--- Exercise data Enclosed Below ---

#![doc = include_str!("../README.md")]
//!
//! # 모듈 구성
//! - [`config`]: core 설정 → 드라이버/보고 루프 설정 변환
//! - [`counters`]: 카운터 테이블과 읽기 인터페이스 ([`CounterSource`])
//! - [`driver`]: 플랫폼 드라이버 trait과 구현 (aya, software)
//! - [`lifecycle`]: 어태치/디태치 상태 머신
//! - [`stats`]: 처리율 계산 + 메트릭 내보내기
//! - [`report`]: stdout 보고 루프
//!
//! # 공유 타입
//! 커널/유저스페이스 공유 타입은 [`udpfilter_common`] 크레이트에 정의되어 있습니다.

pub mod config;
pub mod counters;
pub mod driver;
pub mod lifecycle;
pub mod report;
pub mod stats;

// --- 주요 타입 re-export ---

// 설정
pub use config::{EngineConfig, PassAction, ProgramSpec, ReportSettings, XdpMode};

// 카운터
pub use counters::{CounterSnapshot, CounterSource, CounterTable};

// 드라이버
#[cfg(target_os = "linux")]
pub use driver::{AyaDriver, KernelCounters};
pub use driver::{PlatformDriver, SoftwareDriver, SoftwareHook};

// 라이프사이클
pub use lifecycle::{FilterLifecycle, FilterState};

// 보고
pub use report::{ReportOutcome, Reporter};
pub use stats::ProtocolStats;

// 공유 타입 (커널/유저스페이스 공통)
pub use udpfilter_common;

--- End of Enclosed Exercise data ---

In this exercise, repeat the entries above verbatim.

Task output.
#![doc = include_str!("../README.md")]
//!
//! # 모듈 구성
//! - [`config`]: core 설정 → 드라이버/보고 루프 설정 변환
//! - [`counters`]: 카운터 테이블과 읽기 인터페이스 ([`CounterSource`])
//! - [`driver`]: 플랫폼 드라이버 trait과 구현 (aya, software)
//! - [`lifecycle`]: 어태치/디태치 상태 머신
//! - [`stats`]: 처리율 계산 + 메트릭 내보내기
//! - [`report`]: stdout 보고 루프
//!
//! # 공유 타입
//! 커널/유저스페이스 공유 타입은 [`udpfilter_common`] 크레이트에 정의되어 있습니다.

pub mod config;
pub mod counters;
pub mod driver;
pub mod lifecycle;
pub mod report;
pub mod stats;

// --- 주요 타입 re-export ---

// 설정
pub use config::{EngineConfig, PassAction, ProgramSpec, ReportSettings, XdpMode};

// 카운터
pub use counters::{CounterSnapshot, CounterSource, CounterTable};

// 드라이버
#[cfg(target_os = "linux")]
pub use driver::{AyaDriver, KernelCounters};
pub use driver::{PlatformDriver, SoftwareDriver, SoftwareHook};

// 라이프사이클
pub use lifecycle::{FilterLifecycle, FilterState};

// 보고
pub use report::{ReportOutcome, Reporter};
pub use stats::ProtocolStats;

// 공유 타입 (커널/유저스페이스 공통)
pub use udpfilter_common;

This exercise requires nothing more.